WHAT IS BEING ASKED: Look for the string "over" in the material below. Copy every line where you find it.

THE DATA:
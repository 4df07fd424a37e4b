//! Command-line argument definitions.

use std::path::PathBuf;

use bm_core::DiaperType;
use bm_core::aggregation::MAX_WINDOW_DAYS;
use clap::{Parser, Subcommand};

/// Feeding and diaper log.
///
/// Records feeds and diaper changes to a realtime database shared by every
/// caregiver on the account, and summarizes today and the last two weeks.
#[derive(Debug, Parser)]
#[command(name = "bm", version, about, long_about = None)]
pub struct Cli {
    /// Enable verbose output.
    #[arg(short, long, global = true)]
    pub verbose: bool,

    /// Path to config file.
    #[arg(short, long, global = true)]
    pub config: Option<PathBuf>,

    #[command(subcommand)]
    pub command: Option<Commands>,
}

/// Available subcommands.
#[derive(Debug, Subcommand)]
pub enum Commands {
    /// Create an account and log in.
    Signup {
        #[arg(long)]
        email: String,

        #[arg(long, env = "BM_PASSWORD", hide_env_values = true)]
        password: String,

        /// Password again.
        #[arg(long, env = "BM_PASSWORD_CONFIRM", hide_env_values = true)]
        confirm: String,
    },

    /// Log in to an existing account.
    Login {
        #[arg(long)]
        email: String,

        #[arg(long, env = "BM_PASSWORD", hide_env_values = true)]
        password: String,
    },

    /// Forget the stored session.
    Logout,

    /// Show who is logged in. Never touches the network.
    Status,

    /// Summarize today's feeds and diaper changes.
    Today {
        /// Output as JSON.
        #[arg(long)]
        json: bool,
    },

    /// Log and review feeds.
    #[command(subcommand)]
    Feed(FeedAction),

    /// Log and review diaper changes.
    #[command(subcommand)]
    Diaper(DiaperAction),
}

/// Feed subcommands.
#[derive(Debug, Subcommand)]
pub enum FeedAction {
    /// Record a feed.
    Add {
        /// When it happened: "HH:MM", RFC 3339, or "30 minutes ago" (default: now).
        #[arg(long)]
        at: Option<String>,

        /// Amount in ounces, 0.5 to 10 in steps of 0.5.
        #[arg(long, default_value_t = 4.0)]
        oz: f64,
    },

    /// Change a recorded feed.
    Edit {
        /// Feed ID.
        id: String,

        /// New time: "HH:MM" keeps the day, RFC 3339 or relative sets both.
        #[arg(long)]
        at: Option<String>,

        /// New amount in ounces.
        #[arg(long)]
        oz: Option<f64>,
    },

    /// Delete a feed.
    Rm {
        /// Feed ID.
        id: String,
    },

    /// List recent feeds, newest first.
    List {
        /// Number of feeds to show.
        #[arg(long, default_value_t = 15)]
        limit: usize,

        /// Output as JSON.
        #[arg(long)]
        json: bool,
    },

    /// Daily ounces over recent days.
    Chart {
        /// Number of days (default: `window_days` from config).
        #[arg(long, value_parser = clap::value_parser!(u32).range(1..=i64::from(MAX_WINDOW_DAYS)))]
        days: Option<u32>,

        /// Output as JSON.
        #[arg(long)]
        json: bool,
    },
}

/// Diaper subcommands.
#[derive(Debug, Subcommand)]
pub enum DiaperAction {
    /// Record a diaper change.
    Add {
        /// When it happened: "HH:MM", RFC 3339, or "30 minutes ago" (default: now).
        #[arg(long)]
        at: Option<String>,

        /// wet, dirty or both.
        #[arg(long = "type", default_value = "wet")]
        kind: DiaperType,
    },

    /// Change a recorded diaper change.
    Edit {
        /// Diaper change ID.
        id: String,

        /// New time: "HH:MM" keeps the day, RFC 3339 or relative sets both.
        #[arg(long)]
        at: Option<String>,

        /// New type: wet, dirty or both.
        #[arg(long = "type")]
        kind: Option<DiaperType>,
    },

    /// Delete a diaper change.
    Rm {
        /// Diaper change ID.
        id: String,
    },

    /// List recent diaper changes, newest first.
    List {
        /// Number of changes to show.
        #[arg(long, default_value_t = 15)]
        limit: usize,

        /// Output as JSON.
        #[arg(long)]
        json: bool,
    },

    /// Daily wet, dirty and total counts over recent days.
    Chart {
        /// Number of days (default: `window_days` from config).
        #[arg(long, value_parser = clap::value_parser!(u32).range(1..=i64::from(MAX_WINDOW_DAYS)))]
        days: Option<u32>,

        /// Output as JSON.
        #[arg(long)]
        json: bool,
    },
}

SOLUTION FOR THIS PROBLEM:
    /// Daily ounces over recent days.
    /// Daily wet, dirty and total counts over recent days.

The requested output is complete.